The Venn diagram exercise is not about splitting your thoughts neatly between logic and emotion. It is about taking both seriously enough to write them down, then looking at what is true across both. The center section is often the hardest to fill. That is where the useful work happens.
Situation or Decision I am working through:
At any moment, you are drawing primarily on one of three mental states.
| Reasonable Mind | Wise Mind | Emotional Mind |
|---|---|---|
| Focused on facts and logic | Integrates both | Feelings drive thoughts and behavior |
| Plans and evaluates based on evidence | Recognizes feelings without being controlled by them | What feels true is true |
| Can dismiss or minimize emotion | Responds rationally while honoring what emotions signal | Highly empathic and connected |
| Risk: cold, invalidating | Balance point | Risk: impulsive, distorted |
Wise Mind is characterized by: a sense of inner knowing; a calm certainty; feeling clear about a decision even if it is not easy.

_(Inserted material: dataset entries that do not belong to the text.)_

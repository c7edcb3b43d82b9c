//! Checked API Example
//!
//! The sentinel API folds every failure into one value. The `try_*` methods
//! say which input was rejected and why.
//!
//! ## Running the Example
//!
//! ```bash
//! cargo run --example 03_checked_api
//! ```

use typeb_core::{ConversionError, Quantity, TypeB, RANGE_ERROR};

fn describe(result: Result<f64, ConversionError>) -> String {
    match result {
        Ok(value) => format!("ok: {:.2}", value),
        Err(ConversionError::OutOfRange { quantity: Quantity::Millivolts, value, .. }) => {
            format!("thermocouple reading {} mV rejected (open circuit or too cold?)", value)
        }
        Err(ConversionError::OutOfRange { quantity, value, min, max }) => {
            format!("ambient {}{} outside [{}, {}]", value, quantity, min, max)
        }
        Err(ConversionError::InvalidValue) => "not a number".to_string(),
    }
}

fn main() {
    println!("Type B Checked API Example");
    println!("==========================\n");

    let tc = TypeB::new();

    let cases: [(f32, f32); 5] = [
        (4.834, 25.0),   // normal
        (0.05, 25.0),    // reading too low
        (4.834, -20.0),  // ambient below the direct model
        (13.8, 250.0),   // compensated sum overflows 13.820 mV
        (f32::NAN, 25.0),
    ];

    for (mv, ambient_c) in cases {
        let sentinel = tc.temperature_celsius_compensated(mv, ambient_c);
        let checked = tc.try_temperature_celsius_compensated(mv, ambient_c);

        println!("reading {:>6} mV, ambient {:>6}°C", mv, ambient_c);
        println!(
            "  sentinel: {}",
            if sentinel == RANGE_ERROR { "RANGE_ERROR".to_string() } else { format!("{:.2}", sentinel) }
        );
        println!("  checked:  {}\n", describe(checked));
    }

    // Fahrenheit compensation is where the two APIs visibly differ
    let sentinel_f = tc.temperature_fahrenheit_compensated(4.834, -40.0);
    let checked_f = tc.try_temperature_fahrenheit_compensated(4.834, -40.0);
    println!("Fahrenheit compensation with a -40°F ambient:");
    println!("  sentinel: {:.1} (RANGE_ERROR converted to °F, not RANGE_ERROR)", sentinel_f);
    println!("  checked:  {}", describe(checked_f));
}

Complete each section for the situation you identified. Write freely - do not edit for what seems logical or appropriate.
Use this table to build the habit of consulting Wise Mind deliberately over time.
| Date | Situation I was working through | What my Wise Mind said | How I feel after |
|---|---|---|---|
When you look back across several entries, notice whether your Wise Mind answers tended toward action or toward waiting. Whether they were harder to access on certain kinds of days. Whether you followed them.
Look at what you wrote in the Wise Mind center section. Was it easier or harder to fill than the two outer sections? What does that difficulty tell you about where you spend most of your mental time?
When you have followed your Wise Mind in the past - even when it was not the emotionally satisfying choice - what was the outcome? What has it cost you when you have not?